EXERCISE GOAL: Below are the records; copy out every line that holds the word "Invalid".
──────────────────────────────
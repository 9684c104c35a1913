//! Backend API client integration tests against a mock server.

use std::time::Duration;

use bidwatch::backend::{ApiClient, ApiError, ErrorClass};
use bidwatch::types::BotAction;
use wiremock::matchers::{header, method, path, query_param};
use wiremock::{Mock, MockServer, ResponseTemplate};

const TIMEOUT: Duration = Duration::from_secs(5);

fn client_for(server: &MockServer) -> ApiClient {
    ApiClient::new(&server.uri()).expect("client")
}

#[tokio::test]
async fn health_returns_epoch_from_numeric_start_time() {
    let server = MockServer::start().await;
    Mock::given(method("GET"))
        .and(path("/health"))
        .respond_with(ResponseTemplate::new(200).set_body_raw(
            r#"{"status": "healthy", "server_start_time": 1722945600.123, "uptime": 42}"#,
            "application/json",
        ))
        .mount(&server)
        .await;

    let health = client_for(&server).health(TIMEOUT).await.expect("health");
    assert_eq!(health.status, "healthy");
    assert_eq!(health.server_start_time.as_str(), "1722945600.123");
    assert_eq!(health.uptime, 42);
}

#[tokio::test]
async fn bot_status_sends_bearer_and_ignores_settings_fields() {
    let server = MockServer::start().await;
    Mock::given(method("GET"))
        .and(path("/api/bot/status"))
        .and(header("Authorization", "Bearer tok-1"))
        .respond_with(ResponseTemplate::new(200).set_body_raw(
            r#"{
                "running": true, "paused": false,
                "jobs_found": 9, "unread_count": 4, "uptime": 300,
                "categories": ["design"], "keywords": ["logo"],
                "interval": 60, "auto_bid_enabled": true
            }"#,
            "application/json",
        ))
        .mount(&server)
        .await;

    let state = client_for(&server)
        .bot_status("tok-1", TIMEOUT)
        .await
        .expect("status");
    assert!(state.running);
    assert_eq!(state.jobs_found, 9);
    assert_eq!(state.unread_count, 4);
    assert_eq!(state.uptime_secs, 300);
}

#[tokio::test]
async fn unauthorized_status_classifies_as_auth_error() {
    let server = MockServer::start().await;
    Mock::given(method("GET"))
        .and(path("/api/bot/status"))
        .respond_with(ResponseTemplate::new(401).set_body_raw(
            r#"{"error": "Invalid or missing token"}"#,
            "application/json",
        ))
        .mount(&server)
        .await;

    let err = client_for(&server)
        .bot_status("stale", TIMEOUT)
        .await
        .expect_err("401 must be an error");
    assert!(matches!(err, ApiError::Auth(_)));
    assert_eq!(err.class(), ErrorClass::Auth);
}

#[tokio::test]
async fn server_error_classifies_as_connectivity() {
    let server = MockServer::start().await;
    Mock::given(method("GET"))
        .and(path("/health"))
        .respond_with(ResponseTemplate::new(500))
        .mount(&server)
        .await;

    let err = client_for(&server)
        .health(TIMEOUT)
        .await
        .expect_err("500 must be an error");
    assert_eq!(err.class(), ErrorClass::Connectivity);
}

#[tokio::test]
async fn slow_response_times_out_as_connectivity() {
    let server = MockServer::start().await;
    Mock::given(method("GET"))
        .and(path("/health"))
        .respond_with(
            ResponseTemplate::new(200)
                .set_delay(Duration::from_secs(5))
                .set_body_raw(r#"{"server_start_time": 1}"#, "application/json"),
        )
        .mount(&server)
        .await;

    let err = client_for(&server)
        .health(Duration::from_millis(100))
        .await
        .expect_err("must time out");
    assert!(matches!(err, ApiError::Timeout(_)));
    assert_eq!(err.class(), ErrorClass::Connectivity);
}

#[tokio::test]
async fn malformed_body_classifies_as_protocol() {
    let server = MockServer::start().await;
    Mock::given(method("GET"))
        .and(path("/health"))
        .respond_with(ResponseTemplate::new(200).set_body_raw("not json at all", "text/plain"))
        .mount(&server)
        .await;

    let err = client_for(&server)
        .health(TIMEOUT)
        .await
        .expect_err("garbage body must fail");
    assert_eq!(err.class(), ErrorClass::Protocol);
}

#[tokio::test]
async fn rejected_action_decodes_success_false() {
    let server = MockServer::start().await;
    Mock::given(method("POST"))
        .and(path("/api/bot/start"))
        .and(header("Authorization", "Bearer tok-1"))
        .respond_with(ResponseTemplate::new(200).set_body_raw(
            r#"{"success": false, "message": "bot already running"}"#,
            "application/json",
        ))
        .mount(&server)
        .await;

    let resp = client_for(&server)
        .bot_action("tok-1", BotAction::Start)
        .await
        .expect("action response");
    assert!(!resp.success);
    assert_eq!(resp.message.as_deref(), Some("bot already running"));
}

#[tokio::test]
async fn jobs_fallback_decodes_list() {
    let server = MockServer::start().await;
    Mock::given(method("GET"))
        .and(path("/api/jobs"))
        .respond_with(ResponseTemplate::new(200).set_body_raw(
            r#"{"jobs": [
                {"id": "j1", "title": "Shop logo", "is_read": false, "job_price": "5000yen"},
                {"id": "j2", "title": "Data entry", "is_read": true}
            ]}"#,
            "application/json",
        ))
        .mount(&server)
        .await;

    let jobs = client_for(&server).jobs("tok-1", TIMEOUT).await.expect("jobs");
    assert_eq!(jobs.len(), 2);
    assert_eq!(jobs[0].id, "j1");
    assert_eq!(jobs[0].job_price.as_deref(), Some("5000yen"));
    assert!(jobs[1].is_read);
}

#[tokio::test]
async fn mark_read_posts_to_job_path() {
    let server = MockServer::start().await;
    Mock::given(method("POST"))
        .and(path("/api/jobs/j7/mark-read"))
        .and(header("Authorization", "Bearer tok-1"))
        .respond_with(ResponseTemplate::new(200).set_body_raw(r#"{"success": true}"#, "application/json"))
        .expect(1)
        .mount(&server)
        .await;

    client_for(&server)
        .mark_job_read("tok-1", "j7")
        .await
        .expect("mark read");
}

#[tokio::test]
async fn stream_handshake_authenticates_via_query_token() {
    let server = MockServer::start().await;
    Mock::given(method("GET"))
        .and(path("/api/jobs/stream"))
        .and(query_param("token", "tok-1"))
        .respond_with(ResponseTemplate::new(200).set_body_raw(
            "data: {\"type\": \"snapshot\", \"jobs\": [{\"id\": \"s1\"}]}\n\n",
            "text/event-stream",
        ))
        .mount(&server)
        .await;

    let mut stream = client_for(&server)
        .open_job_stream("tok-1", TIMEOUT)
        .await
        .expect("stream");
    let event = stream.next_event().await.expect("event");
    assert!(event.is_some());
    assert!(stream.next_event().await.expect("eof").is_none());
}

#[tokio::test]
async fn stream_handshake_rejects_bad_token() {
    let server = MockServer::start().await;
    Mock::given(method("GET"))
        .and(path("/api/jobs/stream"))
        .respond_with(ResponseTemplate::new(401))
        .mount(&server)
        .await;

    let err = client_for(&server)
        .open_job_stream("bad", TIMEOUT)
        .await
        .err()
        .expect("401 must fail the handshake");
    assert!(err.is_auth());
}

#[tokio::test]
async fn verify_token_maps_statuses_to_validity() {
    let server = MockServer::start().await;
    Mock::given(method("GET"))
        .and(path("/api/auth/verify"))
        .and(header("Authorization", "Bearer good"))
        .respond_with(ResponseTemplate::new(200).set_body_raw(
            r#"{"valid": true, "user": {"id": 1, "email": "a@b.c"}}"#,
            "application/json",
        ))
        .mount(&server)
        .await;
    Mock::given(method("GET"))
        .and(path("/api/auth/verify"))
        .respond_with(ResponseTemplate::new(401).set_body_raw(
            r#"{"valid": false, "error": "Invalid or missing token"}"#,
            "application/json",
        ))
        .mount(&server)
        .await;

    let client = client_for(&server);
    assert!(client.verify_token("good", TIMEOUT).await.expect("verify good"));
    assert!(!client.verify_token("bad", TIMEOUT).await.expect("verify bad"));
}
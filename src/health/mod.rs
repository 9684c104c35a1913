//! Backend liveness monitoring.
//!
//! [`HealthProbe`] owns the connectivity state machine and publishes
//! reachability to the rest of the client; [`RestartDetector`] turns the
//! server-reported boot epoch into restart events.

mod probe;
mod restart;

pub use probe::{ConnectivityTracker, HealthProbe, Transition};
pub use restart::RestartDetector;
──────────────────────────────
WRITTEN SOLUTION:
            r#"{"error": "Invalid or missing token"}"#,
            r#"{"valid": false, "error": "Invalid or missing token"}"#,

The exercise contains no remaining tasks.